Ethiopia’s gross domestic product has grown an average of 9.1 percent over the past 10 years, ranking it as Africa’s second-fastest growing economy, after Angola, and sixth globally, according to World Bank data. The country plans to complete accession to the WTO by mid-2015, as set out in a five-year growth plan unveiled in 2010, Geremew said.
Government-owned enterprises monopolize telecommunications, power distribution and commercial aviation, while state banks dominate a financial industry that bars foreign companies. At the same, foreign and domestic private investment in manufacturing and agriculture is encouraged.
Vital Industries
A decision on whether to liberalize service industries will be based on government policy and through negotiations with WTO member nations, Geremew said. The state has previously said that the opening of vital industries won’t occur until the government is effectively able to regulate them and domestic businesses can compete with foreign companies.

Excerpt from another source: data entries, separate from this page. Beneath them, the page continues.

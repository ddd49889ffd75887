//! Single-threaded FIFO work queue.
//!
//! A [`WorkQueue`] owns one dedicated OS thread that runs submitted jobs one
//! at a time, in exactly the order they were submitted. Submission never
//! blocks, so producers may submit while holding their own locks to pin down
//! delivery order.

use std::panic::{AssertUnwindSafe, catch_unwind};
use std::sync::Arc;
use std::sync::atomic::{AtomicU64, Ordering};
use std::thread::{JoinHandle, ThreadId};

use parking_lot::Mutex;
use tokio::sync::mpsc;

use crate::registry::{WorkerRecord, WorkerRegistry};
use crate::{TaskClass, panic_message, spawn_named_thread};

type Job = Box<dyn FnOnce() + Send + 'static>;

enum Message {
	Job(Job),
	/// Acknowledged once every earlier message has been processed. Not counted as a job.
	Barrier(std::sync::mpsc::SyncSender<()>),
}

/// Work queue failure.
#[derive(Debug, Clone, Copy, PartialEq, Eq, thiserror::Error)]
pub enum QueueError {
	/// The queue was shut down.
	#[error("work queue is closed")]
	Closed,
	/// A flush was requested from a job running on the queue itself.
	#[error("cannot flush a work queue from its own thread")]
	FlushFromQueue,
}

#[derive(Debug, Default)]
struct QueueStats {
	submitted: AtomicU64,
	completed: AtomicU64,
	panicked: AtomicU64,
	last_panic: Mutex<Option<String>>,
}

struct QueueInner {
	name: String,
	class: TaskClass,
	tx: Mutex<Option<mpsc::UnboundedSender<Message>>>,
	thread: Mutex<Option<JoinHandle<()>>>,
	thread_id: ThreadId,
	stats: Arc<QueueStats>,
	registry: Option<WorkerRegistry>,
}

/// Handle to a single-threaded FIFO job runner. Clones share the same queue.
#[derive(Clone)]
pub struct WorkQueue {
	inner: Arc<QueueInner>,
}

impl std::fmt::Debug for WorkQueue {
	fn fmt(&self, f: &mut std::fmt::Formatter<'_>) -> std::fmt::Result {
		f.debug_struct("WorkQueue")
			.field("name", &self.inner.name)
			.field("class", &self.inner.class)
			.field("closed", &self.is_closed())
			.finish()
	}
}

impl WorkQueue {
	/// Starts a queue thread named `name`.
	pub fn new(name: impl Into<String>, class: TaskClass) -> std::io::Result<Self> {
		Self::start(name.into(), class, None)
	}

	/// Starts a queue thread that publishes its counters into `registry`.
	pub fn with_registry(name: impl Into<String>, class: TaskClass, registry: WorkerRegistry) -> std::io::Result<Self> {
		Self::start(name.into(), class, Some(registry))
	}

	fn start(name: String, class: TaskClass, registry: Option<WorkerRegistry>) -> std::io::Result<Self> {
		let (tx, rx) = mpsc::unbounded_channel();
		let stats = Arc::new(QueueStats::default());

		let thread = {
			let name = name.clone();
			let stats = Arc::clone(&stats);
			let registry = registry.clone();
			spawn_named_thread(class, name.clone(), move || run_queue(name, class, rx, stats, registry))?
		};
		let thread_id = thread.thread().id();

		tracing::debug!(queue = %name, worker_class = class.as_str(), "worker.queue.start");
		let queue = Self {
			inner: Arc::new(QueueInner {
				name,
				class,
				tx: Mutex::new(Some(tx)),
				thread: Mutex::new(Some(thread)),
				thread_id,
				stats,
				registry,
			}),
		};
		queue.publish();
		Ok(queue)
	}

	/// Returns the queue name.
	pub fn name(&self) -> &str {
		&self.inner.name
	}

	/// Enqueues a job. Never blocks.
	pub fn submit(&self, job: impl FnOnce() + Send + 'static) -> Result<(), QueueError> {
		let guard = self.inner.tx.lock();
		let Some(tx) = guard.as_ref() else {
			return Err(QueueError::Closed);
		};
		let submitted = self.inner.stats.submitted.fetch_add(1, Ordering::AcqRel) + 1;
		if tx.send(Message::Job(Box::new(job))).is_err() {
			self.inner.stats.submitted.fetch_sub(1, Ordering::AcqRel);
			return Err(QueueError::Closed);
		}
		tracing::trace!(queue = %self.inner.name, submitted, "worker.queue.submit");
		Ok(())
	}

	/// Returns true when called from a job running on this queue.
	pub fn is_current(&self) -> bool {
		std::thread::current().id() == self.inner.thread_id
	}

	/// Blocks until every job submitted before this call has finished.
	///
	/// Must not be called from inside an async runtime worker or from a job on
	/// this queue.
	pub fn flush_blocking(&self) -> Result<(), QueueError> {
		if self.is_current() {
			return Err(QueueError::FlushFromQueue);
		}
		let (ack_tx, ack_rx) = std::sync::mpsc::sync_channel(1);
		{
			let guard = self.inner.tx.lock();
			let Some(tx) = guard.as_ref() else {
				return Err(QueueError::Closed);
			};
			tx.send(Message::Barrier(ack_tx)).map_err(|_| QueueError::Closed)?;
		}
		ack_rx.recv().map_err(|_| QueueError::Closed)
	}

	/// Closes the queue and waits for already submitted jobs to finish.
	///
	/// Later submissions fail with [`QueueError::Closed`]. Idempotent. When
	/// called from the queue's own thread the queue is closed without joining.
	pub fn shutdown(&self) {
		let tx = self.inner.tx.lock().take();
		if tx.is_none() {
			return;
		}
		drop(tx);
		tracing::debug!(queue = %self.inner.name, "worker.queue.shutdown");
		if self.is_current() {
			return;
		}
		let handle = self.inner.thread.lock().take();
		if let Some(handle) = handle
			&& handle.join().is_err()
		{
			tracing::error!(queue = %self.inner.name, "worker.queue.thread_panicked");
		}
	}

	/// Returns true once [`shutdown`](Self::shutdown) has been called.
	pub fn is_closed(&self) -> bool {
		self.inner.tx.lock().is_none()
	}

	/// Returns a snapshot of the queue counters.
	pub fn record(&self) -> WorkerRecord {
		snapshot(&self.inner.name, self.inner.class, &self.inner.stats)
	}

	fn publish(&self) {
		if let Some(registry) = &self.inner.registry {
			registry.upsert(self.record());
		}
	}
}

fn snapshot(name: &str, class: TaskClass, stats: &QueueStats) -> WorkerRecord {
	WorkerRecord {
		name: name.to_string(),
		class,
		submitted: stats.submitted.load(Ordering::Acquire),
		completed: stats.completed.load(Ordering::Acquire),
		panicked: stats.panicked.load(Ordering::Acquire),
		last_panic: stats.last_panic.lock().clone(),
	}
}

fn run_queue(name: String, class: TaskClass, mut rx: mpsc::UnboundedReceiver<Message>, stats: Arc<QueueStats>, registry: Option<WorkerRegistry>) {
	while let Some(message) = rx.blocking_recv() {
		match message {
			Message::Job(job) => {
				match catch_unwind(AssertUnwindSafe(job)) {
					Ok(()) => {
						stats.completed.fetch_add(1, Ordering::AcqRel);
					}
					Err(payload) => {
						let message = panic_message(payload.as_ref());
						tracing::error!(queue = %name, panic = %message, "worker.queue.job_panicked");
						*stats.last_panic.lock() = Some(message);
						stats.panicked.fetch_add(1, Ordering::AcqRel);
					}
				}
				if let Some(registry) = &registry {
					registry.upsert(snapshot(&name, class, &stats));
				}
			}
			Message::Barrier(ack) => {
				let _ = ack.send(());
			}
		}
	}
	tracing::debug!(queue = %name, "worker.queue.stopped");
}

Ethiopia is at “mid-point” in its bid to join the global trade body, Chiedu Osakwe, director of the WTO’s accessions division, said in a phone interview from Geneva.
“We have certainly not turned the corner to drive it toward an end-game status,” he said. “There is considerable work to be done to change gears and begin to turn this accession machine around.”
Ethiopia has yet to answer questions on its foreign trade regime submitted by WTO members in March 2012, he said. The process that concludes with Ethiopia making specific commitments on trade-related laws “goes on for years,” Osakwe said.
The government expects to accede to the WTO as a Least Developed Country, while retaining control of industries considered strategic, Getachew Reda, spokesman for Prime Minister Hailemariam Desalegn, said in an interview on July 12.
“There will be some wiggle room for LDC countries to retain policy autonomy in a number of areas, which of course will include the sectors we’ve so far not liberalized,” Getachew said. “There definitely will be a compromise, but the compromise will not affect our control over the strategic sectors.”
The WTO said last year the world’s poorest countries won’t be forced into making commitments on market access to services sectors that “do not correspond to their individual development, financial and trade needs.”